DIRECTIONS:
Please figure out how many lines in the material contain "First", and give only that number.

DATA EXCERPTS:
____
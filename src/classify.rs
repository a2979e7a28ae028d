//! Address classification against the IANA special-purpose registries.
//!
//! Classification is an allowlist: an address is [`HostClassification::Public`]
//! only when it is globally routable unicast. IPv4 addresses are public unless
//! they fall in a special-purpose block; IPv6 addresses must additionally sit
//! inside global unicast space (2000::/3).

use std::fmt;
use std::net::{IpAddr, Ipv4Addr, Ipv6Addr};

use ipnet::{Ipv4Net, Ipv6Net};

/// What kind of destination an address (or hostname) represents.
#[derive(Debug, Clone, Copy, PartialEq, Eq, Hash)]
pub enum HostClassification {
    Public,
    Loopback,
    LinkLocal,
    PrivateUseNetwork,
    ReservedOrUnspecified,
    /// Never produced by [`classify_ip`]; URLs that fail to parse or
    /// resolve get this from [`Gate::classify_url`](crate::Gate::classify_url).
    UnresolvableOrMalformed,
}

impl HostClassification {
    pub fn is_public(self) -> bool {
        self == Self::Public
    }
}

impl fmt::Display for HostClassification {
    fn fmt(&self, f: &mut fmt::Formatter<'_>) -> fmt::Result {
        let s = match self {
            Self::Public => "public",
            Self::Loopback => "loopback",
            Self::LinkLocal => "link-local",
            Self::PrivateUseNetwork => "private-use network",
            Self::ReservedOrUnspecified => "reserved or unspecified",
            Self::UnresolvableOrMalformed => "unresolvable or malformed",
        };
        f.write_str(s)
    }
}

use HostClassification::{LinkLocal, Loopback, PrivateUseNetwork, ReservedOrUnspecified};

const fn v4(a: u8, b: u8, c: u8, d: u8, prefix: u8) -> Ipv4Net {
    Ipv4Net::new_assert(Ipv4Addr::new(a, b, c, d), prefix)
}

#[allow(clippy::too_many_arguments)]
const fn v6(a: u16, b: u16, c: u16, d: u16, e: u16, f: u16, g: u16, h: u16, prefix: u8) -> Ipv6Net {
    Ipv6Net::new_assert(Ipv6Addr::new(a, b, c, d, e, f, g, h), prefix)
}

/// IPv4 special-purpose blocks (RFC 6890 and successors). First match wins.
const IPV4_SPECIAL: &[(Ipv4Net, HostClassification, &str)] = &[
    (v4(0, 0, 0, 0, 8), ReservedOrUnspecified, "this network (0.0.0.0/8)"),
    (v4(10, 0, 0, 0, 8), PrivateUseNetwork, "private-use (10.0.0.0/8)"),
    (v4(100, 64, 0, 0, 10), PrivateUseNetwork, "shared address space (100.64.0.0/10)"),
    (v4(127, 0, 0, 0, 8), Loopback, "loopback (127.0.0.0/8)"),
    (v4(169, 254, 0, 0, 16), LinkLocal, "link-local (169.254.0.0/16)"),
    (v4(172, 16, 0, 0, 12), PrivateUseNetwork, "private-use (172.16.0.0/12)"),
    (v4(192, 0, 0, 0, 24), ReservedOrUnspecified, "IETF protocol assignments (192.0.0.0/24)"),
    (v4(192, 0, 2, 0, 24), ReservedOrUnspecified, "documentation (192.0.2.0/24)"),
    (v4(192, 88, 99, 0, 24), ReservedOrUnspecified, "6to4 relay anycast (192.88.99.0/24)"),
    (v4(192, 168, 0, 0, 16), PrivateUseNetwork, "private-use (192.168.0.0/16)"),
    (v4(198, 18, 0, 0, 15), ReservedOrUnspecified, "benchmarking (198.18.0.0/15)"),
    (v4(198, 51, 100, 0, 24), ReservedOrUnspecified, "documentation (198.51.100.0/24)"),
    (v4(203, 0, 113, 0, 24), ReservedOrUnspecified, "documentation (203.0.113.0/24)"),
    (v4(224, 0, 0, 0, 4), ReservedOrUnspecified, "multicast (224.0.0.0/4)"),
    (v4(255, 255, 255, 255, 32), ReservedOrUnspecified, "limited broadcast (255.255.255.255)"),
    (v4(240, 0, 0, 0, 4), ReservedOrUnspecified, "reserved (240.0.0.0/4)"),
];

/// IPv6 special-purpose blocks. IPv4-mapped and NAT64 addresses are unwrapped
/// before this table is consulted. First match wins.
const IPV6_SPECIAL: &[(Ipv6Net, HostClassification, &str)] = &[
    (v6(0, 0, 0, 0, 0, 0, 0, 0, 128), ReservedOrUnspecified, "unspecified (::)"),
    (v6(0, 0, 0, 0, 0, 0, 0, 1, 128), Loopback, "loopback (::1)"),
    (v6(0, 0, 0, 0, 0, 0, 0, 0, 96), ReservedOrUnspecified, "IPv4-compatible (::/96)"),
    (v6(0x64, 0xff9b, 1, 0, 0, 0, 0, 0, 48), PrivateUseNetwork, "local-use NAT64 (64:ff9b:1::/48)"),
    (v6(0x100, 0, 0, 0, 0, 0, 0, 0, 64), ReservedOrUnspecified, "discard-only (100::/64)"),
    (v6(0x2001, 0xdb8, 0, 0, 0, 0, 0, 0, 32), ReservedOrUnspecified, "documentation (2001:db8::/32)"),
    (v6(0x2001, 0, 0, 0, 0, 0, 0, 0, 23), ReservedOrUnspecified, "IETF protocol assignments (2001::/23)"),
    (v6(0x2002, 0, 0, 0, 0, 0, 0, 0, 16), ReservedOrUnspecified, "6to4 (2002::/16)"),
    (v6(0x3fff, 0, 0, 0, 0, 0, 0, 0, 20), ReservedOrUnspecified, "documentation (3fff::/20)"),
    (v6(0x5f00, 0, 0, 0, 0, 0, 0, 0, 16), ReservedOrUnspecified, "segment routing SIDs (5f00::/16)"),
    (v6(0xfc00, 0, 0, 0, 0, 0, 0, 0, 7), PrivateUseNetwork, "unique-local (fc00::/7)"),
    (v6(0xfe80, 0, 0, 0, 0, 0, 0, 0, 10), LinkLocal, "link-local (fe80::/10)"),
    (v6(0xfec0, 0, 0, 0, 0, 0, 0, 0, 10), PrivateUseNetwork, "site-local (fec0::/10)"),
    (v6(0xff00, 0, 0, 0, 0, 0, 0, 0, 8), ReservedOrUnspecified, "multicast (ff00::/8)"),
];

const NAT64_WELL_KNOWN: Ipv6Net = v6(0x64, 0xff9b, 0, 0, 0, 0, 0, 0, 96);
const GLOBAL_UNICAST: Ipv6Net = v6(0x2000, 0, 0, 0, 0, 0, 0, 0, 3);

/// Hostnames that are always blocked, matched exactly.
const BLOCKED_HOSTNAMES: &[&str] = &[
    "localhost",
    "metadata.google.internal",
    "metadata.goog",
    "metadata.azure.internal",
    "instance-data",
];

/// Suffixes reserved for local networks or service discovery. The bare
/// suffix (without the leading dot) is blocked too.
const BLOCKED_SUFFIXES: &[&str] = &[".localhost", ".local", ".localdomain", ".internal", ".home.arpa"];

/// Classify a single address.
pub fn classify_ip(ip: IpAddr) -> HostClassification {
    classify_ip_with_reason(ip).0
}

/// Classify an address and name the registry block it matched.
pub(crate) fn classify_ip_with_reason(ip: IpAddr) -> (HostClassification, &'static str) {
    match ip {
        IpAddr::V4(v4) => classify_ipv4(v4),
        IpAddr::V6(v6) => classify_ipv6(v6),
    }
}

fn classify_ipv4(ip: Ipv4Addr) -> (HostClassification, &'static str) {
    IPV4_SPECIAL
        .iter()
        .find(|(net, _, _)| net.contains(&ip))
        .map(|&(_, class, name)| (class, name))
        .unwrap_or((HostClassification::Public, "global unicast"))
}

fn classify_ipv6(ip: Ipv6Addr) -> (HostClassification, &'static str) {
    // ::ffff:a.b.c.d reaches the IPv4 host directly
    if let Some(v4) = ip.to_ipv4_mapped() {
        return classify_ipv4(v4);
    }

    if NAT64_WELL_KNOWN.contains(&ip) {
        let [.., a, b] = ip.segments();
        let v4 = Ipv4Addr::new((a >> 8) as u8, a as u8, (b >> 8) as u8, b as u8);
        return classify_ipv4(v4);
    }

    if let Some(&(_, class, name)) = IPV6_SPECIAL.iter().find(|(net, _, _)| net.contains(&ip)) {
        return (class, name);
    }

    if !GLOBAL_UNICAST.contains(&ip) {
        return (ReservedOrUnspecified, "outside global unicast (2000::/3)");
    }

    (HostClassification::Public, "global unicast")
}

/// Check a normalized (lowercase, no trailing dot) hostname against the
/// built-in blocklist. Returns the matched entry.
pub fn is_hostname_blocked(host: &str) -> Option<&'static str> {
    let host = host.to_ascii_lowercase();

    if let Some(&blocked) = BLOCKED_HOSTNAMES.iter().find(|&&b| host == b) {
        return Some(blocked);
    }

    BLOCKED_SUFFIXES
        .iter()
        .find(|&&suffix| host.ends_with(suffix) || host == suffix[1..])
        .copied()
}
____
EXERCISE SOLUTION:
2